Prostate-specific antigen (PSA) is a glycoprotein produced by the epithelial cells lining the prostatic ducts and acini. Normally, it is secreted into the prostatic ducts and is present only in prostate tissue, prostatic fluid, and seminal plasma. PSA is produced by normal, hyperplastic, and cancerous prostatic tissue. PSA is used as a tumor marker for the early detection of prostate cancer and in other areas of prostate disease management.
PSA sampling should not be performed for at least six weeks after prostatic biopsy. This test is intended for use as an aid in the management of patients following surgical or medical treatment for prostate cancer. Values obtained with different assay methods should not be used interchangeably in serial testing. It is recommended that only one assay method be used consistently to monitor each patient's course of therapy.
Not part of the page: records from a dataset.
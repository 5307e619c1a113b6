//! Lighting types for the renderer.

use crate::math::vec3::Vec3;

/// A directional light that illuminates the scene uniformly from a direction.
///
/// Directional lights are ideal for simulating distant light sources like the sun,
/// where all rays are effectively parallel.
#[derive(Debug, Clone, Copy, PartialEq)]
pub struct DirectionalLight {
    /// The normalized direction the light is pointing (not where it comes from).
    direction: Vec3,
}

impl DirectionalLight {
    /// Create a new directional light pointing in the given direction.
    /// The direction will be normalized automatically; a zero vector falls
    /// back to pointing into the screen.
    pub fn new(direction: Vec3) -> Self {
        DirectionalLight {
            direction: direction.try_normalize().unwrap_or(Vec3::BACK),
        }
    }

    pub fn direction(&self) -> Vec3 {
        self.direction
    }

    /// Calculate light intensity for flat shading.
    ///
    /// Returns intensity in [0.0, 1.0] range based on the angle between
    /// the surface normal and the light direction. Zero means the surface
    /// faces away from the light. `normal` must be unit length.
    pub fn intensity(&self, normal: Vec3) -> f32 {
        // Negate direction: light pointing at surface = positive dot product
        (-self.direction).dot(normal).max(0.0)
    }
}

impl Default for DirectionalLight {
    /// Light travelling from the viewer into the screen.
    fn default() -> Self {
        Self::new(Vec3::BACK)
    }
}

#[cfg(test)]
mod tests {
    use super::*;
    use approx::assert_relative_eq;

    #[test]
    fn test_direct_illumination() {
        // Light pointing toward -Z, normal facing +Z (toward the light)
        let light = DirectionalLight::new(Vec3::new(0.0, 0.0, -1.0));
        let normal = Vec3::new(0.0, 0.0, 1.0);
        assert_relative_eq!(light.intensity(normal), 1.0, epsilon = 1e-6);
    }

    #[test]
    fn test_no_illumination() {
        // Light pointing toward -Z, normal facing -Z (away from light)
        let light = DirectionalLight::new(Vec3::new(0.0, 0.0, -1.0));
        let normal = Vec3::new(0.0, 0.0, -1.0);
        assert!(light.intensity(normal) == 0.0);
    }

    #[test]
    fn test_angled_illumination() {
        // Light pointing straight down (-Y), normal at 45 degrees
        let light = DirectionalLight::new(Vec3::new(0.0, -1.0, 0.0));
        let normal = Vec3::new(0.0, 1.0, 1.0).normalize();
        // cos(45) ≈ 0.707
        assert_relative_eq!(light.intensity(normal), 0.707, epsilon = 0.01);
    }

    #[test]
    fn direction_is_normalized() {
        let light = DirectionalLight::new(Vec3::new(0.0, 0.0, -7.0));
        assert_eq!(light.direction(), Vec3::BACK);
        assert_eq!(DirectionalLight::new(Vec3::ZERO), DirectionalLight::default());
    }
}
impl Scene {
    pub fn new(room: Room) -> Self {
        Self {
            room,
            ..Self::default()
        }
    }

    /// Items in insertion order.
    pub fn items(&self) -> &[Item] {
        &self.items
    }

    pub fn len(&self) -> usize {
        self.items.len()
    }

    pub fn is_empty(&self) -> bool {
        self.items.is_empty()
    }

    pub fn contains(&self, id: &ItemId) -> bool {
        self.items.iter().any(|it| &it.id == id)
    }

    /// Adds an item and returns its id.
    ///
    /// An empty id, or one already used in this scene, is replaced by a fresh
    /// `item-<n>` id. An empty colour is filled from the pastel palette.
    pub fn add(&mut self, mut item: Item) -> ItemId {
        if item.id.is_empty() || self.contains(&item.id) {
            item.id = self.fresh_id();
        }
        if item.color.trim().is_empty() {
            item.color = self.palette.next_color();
        }
        let id = item.id.clone();
        self.items.push(item);
        id
    }

    fn fresh_id(&mut self) -> ItemId {
        loop {
            self.next_seq += 1;
            let candidate = ItemId::new(format!("item-{}", self.next_seq));
            if !self.contains(&candidate) {
                return candidate;
            }
        }
    }

    pub fn remove(&mut self, id: &ItemId) -> Result<Item, SceneError> {
        let index = self.index_of(id)?;
        Ok(self.items.remove(index))
    }

    pub(crate) fn palette(&self) -> &Palette {
        &self.palette
    }

    pub(crate) fn set_palette(&mut self, palette: Palette) {
        self.palette = palette;
    }

    /// Drops every item and restarts the colour cycle.
    pub fn clear_items(&mut self) {
        self.items.clear();
        self.palette.reset();
    }

    pub fn get(&self, id: &ItemId) -> Option<&Item> {
        self.items.iter().find(|it| &it.id == id)
    }

    pub fn get_mut(&mut self, id: &ItemId) -> Option<&mut Item> {
        self.items.iter_mut().find(|it| &it.id == id)
    }

    /// Like [`Scene::get`], but an unknown id is an error.
    pub fn item(&self, id: &ItemId) -> Result<&Item, SceneError> {
        self.get(id)
            .ok_or_else(|| SceneError::UnknownItem(id.clone()))
    }

    pub fn item_mut(&mut self, id: &ItemId) -> Result<&mut Item, SceneError> {
        self.get_mut(id)
            .ok_or_else(|| SceneError::UnknownItem(id.clone()))
    }

    fn index_of(&self, id: &ItemId) -> Result<usize, SceneError> {
        self.items
            .iter()
            .position(|it| &it.id == id)
            .ok_or_else(|| SceneError::UnknownItem(id.clone()))
    }

    /// Checks whether `candidate` would sit illegally in this scene.
    ///
    /// The candidate need not be part of the scene; an item with the same id
    /// is skipped. Against every other item, in order:
    /// 1. a window and a hangable may not overlap at all
    /// 2. nothing may reach into an inward door's sweep, in either direction
    /// 3. carpets are exempt from the remaining test
    /// 4. footprints and height intervals may not both overlap
    ///
    /// Finally the footprint must lie inside the room.
    pub fn any_collision(&self, candidate: &Item) -> bool {
        let a = candidate.footprint();

        for other in self.items.iter().filter(|it| it.id != candidate.id) {
            let b = other.footprint();

            let window_vs_hangable = (candidate.is_hangable() && other.is_window())
                || (candidate.is_window() && other.is_hangable());
            if window_vs_hangable && aabb_overlap(&a, &b) {
                return true;
            }

            if candidate.is_inward_door()
                && item_intersects_door_sweep(other, candidate, &self.room)
            {
                return true;
            }
            if other.is_inward_door() && item_intersects_door_sweep(candidate, other, &self.room) {
                return true;
            }

            if candidate.is_carpet() || other.is_carpet() {
                continue;
            }
            if aabb_overlap(&a, &b) && vertical_overlap(candidate, other) {
                return true;
            }
        }

        !self.room.contains(&a)
    }

    /// Finds the highest non-carpet item under a footprint.
    ///
    /// Ties on the top height keep the item found first.
    pub fn find_support_under(&self, item: &Item) -> Option<&Item> {
        let footprint = item.footprint();
        let mut best: Option<&Item> = None;

        for other in &self.items {
            if other.id == item.id || other.is_carpet() {
                continue;
            }
            if !aabb_overlap(&footprint, &other.footprint()) {
                continue;
            }
            if best.is_none_or(|b| other.top_z() > b.top_z()) {
                best = Some(other);
            }
        }
        best
    }

    /// Recomputes the `invalid` flag of one item and returns it.
    pub fn revalidate(&mut self, id: &ItemId) -> Result<bool, SceneError> {
        let invalid = self.any_collision(self.item(id)?);
        self.item_mut(id)?.invalid = invalid;
        Ok(invalid)
    }

    /// Recomputes the `invalid` flag of every item.
    pub fn revalidate_all(&mut self) {
        let flags: Vec<bool> = self.items.iter().map(|it| self.any_collision(it)).collect();
        for (item, invalid) in self.items.iter_mut().zip(flags) {
            item.invalid = invalid;
        }
    }

    pub fn snap_to_walls(&mut self, id: &ItemId) -> Result<(), SceneError> {
        let room = self.room.clone();
        snap::snap_to_walls(self.item_mut(id)?, &room);
        Ok(())
    }

    pub fn snap_to_nearest_wall(&mut self, id: &ItemId) -> Result<WallSide, SceneError> {
        let room = self.room.clone();
        Ok(snap::snap_to_nearest_wall(self.item_mut(id)?, &room))
    }

    /// Shifts an item so it closes small gaps to its neighbours.
    pub fn snap_to_neighbors(&mut self, id: &ItemId) -> Result<(), SceneError> {
        let offset = snap::neighbor_snap_offset(
            self.item(id)?,
            self.items.iter(),
            self.room.snap_epsilon_cm,
        );
        self.item_mut(id)?.pos += offset;
        Ok(())
    }

    pub fn apply_wall_placement(&mut self, id: &ItemId) -> Result<(), SceneError> {
        let room = self.room.clone();
        wall::apply_wall_placement(self.item_mut(id)?, &room);
        Ok(())
    }

    pub fn stick_to_nearest_wall(&mut self, id: &ItemId) -> Result<(), SceneError> {
        let room = self.room.clone();
        wall::stick_to_nearest_wall(self.item_mut(id)?, &room);
        Ok(())
    }

    pub fn clamp_inside_room(&mut self, id: &ItemId) -> Result<(), SceneError> {
        let room = self.room.clone();
        wall::clamp_inside_room(self.item_mut(id)?, &room);
        Ok(())
    }

    /// Door sweep of an item; `Ok(None)` when it is not an inward wall door.
    pub fn door_sweep(&self, id: &ItemId) -> Result<Option<DoorSweep>, SceneError> {
        Ok(door_sweep(self.item(id)?, &self.room))
    }

    /// Ids of the items the human probe currently bumps into.
    pub fn human_conflicts(&self) -> Vec<ItemId> {
        self.items
            .iter()
            .filter(|it| self.human.collides_with(it))
            .map(|it| it.id.clone())
            .collect()
    }

    /// Moves the human probe, keeping its centre inside the room.
    pub fn move_human(&mut self, pos: Vec2) {
        let room = self.room.clone();
        self.human.move_to(pos, &room);
    }

    /// Finds what sits on top at a plan point.
    ///
    /// The human probe wins when the point lies inside its circle. Otherwise
    /// the item with the greatest base height wins, then the greatest top
    /// height, then the most recently added one.
    pub fn pick_topmost(&self, point: Vec2) -> Option<Pick> {
        if self.human.contains_point(&point) {
            return Some(Pick::Human);
        }
        self.items
            .iter()
            .filter(|it| it.footprint().contains_point(&point))
            .fold(None::<&Item>, |best, it| match best {
                Some(b) if (b.z_from_floor_cm, b.top_z()) > (it.z_from_floor_cm, it.top_z()) => {
                    Some(b)
                }
                _ => Some(it),
            })
            .map(|it| Pick::Item(it.id.clone()))
    }
}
This test may exhibit interference when sample is collected from a person who is consuming a supplement with a high dose of biotin (also termed as vitamin B7 or B8, vitamin H, or coenzyme R).
It is recommended to ask all patients who may be indicated for this test about biotin supplementation. Patients should be cautioned to stop biotin consumption at least 72 hours prior to the collection of a sample.
Gold serum separator (SST) tube
Red: Spin and separate
Lt green: Spin
Ambient (preferred) - 7 days
Refrigerated - 7 days
Frozen - 14 days
Electrochemiluminescence Immunoassay (ECLIA)
Male: 0.000-4.000 ng/mL
According to the American Urological Association (AUA), serum PSA should decrease and remain at undetectable levels after radical prostatectomy. The AUA defines biochemical recurrence as an initial PSA value ≥0.20 ng/mL followed by a subsequent confirmatory PSA value ≥0.20 ng/mL.